How do your family/friends feel about your writing?

I think you’d have to ask them about that but to be honest my family are really supportive, while my friends think I’m the same dickhead I always was. But seriously, friends and family are important and I love and cherish each and every one of them. And that’s including the community of friends I’ve gathered from my writing and online life. Love you all and hope my Facebook status messages entertain you.

You write in more than one genre: you’ve published western, crime with humour, and horror. Is there a genre you haven’t tried but would like to?
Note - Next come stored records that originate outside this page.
//! Store hooks - Subscribe a component to an external state store.
//!
//! The store itself lives outside the runtime. A component reads a selected
//! slice with [`use_store`]; the subscription goes in as a layout effect, so
//! nothing subscribes for a render that never commits. Notifications re-run
//! the selector and re-render only when the slice changed.
//!
//! ```ignore
//! fn hud(props: &HudProps) -> Render {
//!     let score = use_store(&props.game, |state: &GameState| state.score)?;
//!     Ok(Some(Node::host(TextProps {
//!         text: Some(format!("score {score}")),
//!         ..Default::default()
//!     })))
//! }
//! ```

use std::cell::Cell;
use std::rc::{Rc, Weak};

use spark_signals::{effect, untrack, Signal};

use crate::engine::context::{rendering_component, schedule_layout_effect};
use crate::engine::{next_hook, Instance};
use crate::error::{Error, Result};

// =============================================================================
// Store Interface
// =============================================================================

/// What changed in one store transaction.
#[derive(Clone, Debug, Default, PartialEq, Eq)]
pub struct StoreMutation {
    /// Name of the store.
    pub store: String,
    /// Action that produced the change.
    pub action: String,
    /// Top-level keys whose values changed.
    pub changes: Vec<String>,
}

/// Removes a listener again. Calling it after the store is gone is harmless.
pub type Unsubscribe = Box<dyn FnOnce()>;

pub type StoreListener = Rc<dyn Fn(&StoreMutation)>;

/// An observable state container.
pub trait Store {
    type State;

    /// Snapshot of the current state.
    fn state(&self) -> Self::State;

    /// Call `listener` after every committed change.
    fn subscribe(&self, listener: StoreListener) -> Unsubscribe;
}

/// A signal is a single-value store. Every change notifies with action `set`.
///
/// Listeners run untracked: signals they read (including during the renders
/// they trigger) never become dependencies of the subscription.
impl<T: Clone + PartialEq + 'static> Store for Signal<T> {
    type State = T;

    fn state(&self) -> T {
        self.get()
    }

    fn subscribe(&self, listener: StoreListener) -> Unsubscribe {
        let signal = self.clone();
        let first_run = Cell::new(true);
        let stop = effect(move || {
            let _ = signal.get();
            if first_run.replace(false) {
                return;
            }
            untrack(|| {
                listener(&StoreMutation {
                    store: "signal".to_string(),
                    action: "set".to_string(),
                    changes: Vec::new(),
                })
            });
        });
        Box::new(stop)
    }
}

// =============================================================================
// Hooks
// =============================================================================

struct StoreSlot<S: Store, U> {
    store: S,
    selector: Rc<dyn Fn(&S::State) -> U>,
    /// Slice seen by the latest render.
    value: U,
    /// Re-render on every notification, equal or not.
    always: bool,
    subscribed: bool,
}

/// Read `selector(state)` and re-render whenever it changes.
pub fn use_store<S, U, F>(store: &S, selector: F) -> Result<U>
where
    S: Store + Clone + 'static,
    U: Clone + PartialEq + 'static,
    F: Fn(&S::State) -> U + 'static,
{
    store_hook("use_store", store, Rc::new(selector), false)
}

/// Read the whole state; every notification re-renders.
pub fn use_store_all<S>(store: &S) -> Result<S::State>
where
    S: Store + Clone + 'static,
    S::State: Clone + PartialEq + 'static,
{
    store_hook("use_store", store, Rc::new(|state: &S::State| state.clone()), true)
}

fn store_hook<S, U>(
    kind: &'static str,
    store: &S,
    selector: Rc<dyn Fn(&S::State) -> U>,
    always: bool,
) -> Result<U>
where
    S: Store + Clone + 'static,
    U: Clone + PartialEq + 'static,
{
    let hook = next_hook(kind)?;
    // Fresh snapshot on every render, so a render never shows stale state.
    let value = selector(&store.state());

    let init = {
        let (store, selector, value) = (store.clone(), selector.clone(), value.clone());
        move || StoreSlot {
            store,
            selector,
            value,
            always,
            subscribed: false,
        }
    };
    let needs_subscription = hook.slot(init, |slot: &mut StoreSlot<S, U>| {
        slot.store = store.clone();
        slot.selector = selector;
        slot.value = value.clone();
        !slot.subscribed
    })?;

    if needs_subscription {
        let instance = hook.instance.weak();
        let index = hook.index;
        schedule_layout_effect(kind, Box::new(move || subscribe::<S, U>(instance, index)))?;
    }
    Ok(value)
}

/// Layout effect body: subscribe, then catch up on changes since render.
fn subscribe<S, U>(weak: Weak<Instance>, index: usize) -> Result<()>
where
    S: Store + Clone + 'static,
    U: Clone + PartialEq + 'static,
{
    let Some(instance) = weak.upgrade() else {
        return Ok(());
    };
    if instance.is_unmounted() {
        return Ok(());
    }
    let store = instance
        .hook_value(index, |slot: &mut StoreSlot<S, U>| {
            (!slot.subscribed).then(|| {
                slot.subscribed = true;
                slot.store.clone()
            })
        })
        .flatten();
    let Some(store) = store else {
        return Ok(());
    };

    let listener_target = weak.clone();
    let listener: StoreListener = Rc::new(move |mutation: &StoreMutation| {
        if let Err(err) = refresh::<S, U>(&listener_target, index, true) {
            log::error!("store `{}` action `{}`: {err}", mutation.store, mutation.action);
        }
    });
    instance.set_cleanup(index, store.subscribe(listener));

    refresh::<S, U>(&weak, index, false)
}

/// Re-run the selector and re-render when the slice moved.
fn refresh<S, U>(weak: &Weak<Instance>, index: usize, notified: bool) -> Result<()>
where
    S: Store + Clone + 'static,
    U: Clone + PartialEq + 'static,
{
    let Some(instance) = weak.upgrade() else {
        return Ok(());
    };
    if instance.is_unmounted() {
        return Ok(());
    }
    let Some((store, selector, always)) = instance.hook_value(index, |slot: &mut StoreSlot<S, U>| {
        (slot.store.clone(), slot.selector.clone(), slot.always)
    }) else {
        return Ok(());
    };

    let next = selector(&store.state());
    let changed = instance
        .hook_value(index, |slot: &mut StoreSlot<S, U>| {
            let changed = slot.value != next || (notified && always);
            slot.value = next;
            changed
        })
        .unwrap_or(false);
    if !changed {
        return Ok(());
    }

    if let Some(rendering) = rendering_component() {
        return Err(Error::RenderInProgress {
            component: instance.name(),
            rendering,
        });
    }
    instance.render()
}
I’m due to publish another Granny Smith adventure so at the moment I’m working in the humour/crime genres, but I’ve another western on the backburner too. I don’t think there’s any genre I particularly want to try nor is there one I think I wouldn’t try. I suppose it comes story to story and, who knows, I may one day end up writing erotic industrial thrillers, but I think that whatever genres I work in, there is a good deal of humour.

My last western Wild Bill Williams contained much humour and my next one (published this November) The Afterlife of Slim McCord contains a lot of gentle character driven humour. I do like humour and think that maybe the fact that I’ve done some stand-up comedy means that I tend to see the funny sides of the blackest of situations. That’s not to say I pepper my work with jokes but I think that fully drawn characters will often bring humour with them. We all like to smile and I hope my work brings as many smiles as it does thrills.
 
Tell us a little more about THE AFTERLIFE OF SLIM MCCORD
 
I really do think that this is a different kind of western. For one thing, that main character plays a very active part in the story, despite being a mummified corpse. The book is told through the point of view of two aged outlaws who come across the mummified remains of Slim McCord, the man they once rode with, and after stealing his mummy in order to give him a decent burial, end up involved in the most audacious robbery of their careers. The three outlaws are together again but one of them is dead. Though you’d never tell from the way he plays out his part in the story…

Hale loved the book and I do too.  I think it may even bring a tear to the eyes as well as telling a pretty traditional western tale. You know, in terms of imaginative storytelling I think this book will take some beating.
 

The new Granny Smith is due this December. Tell us about it.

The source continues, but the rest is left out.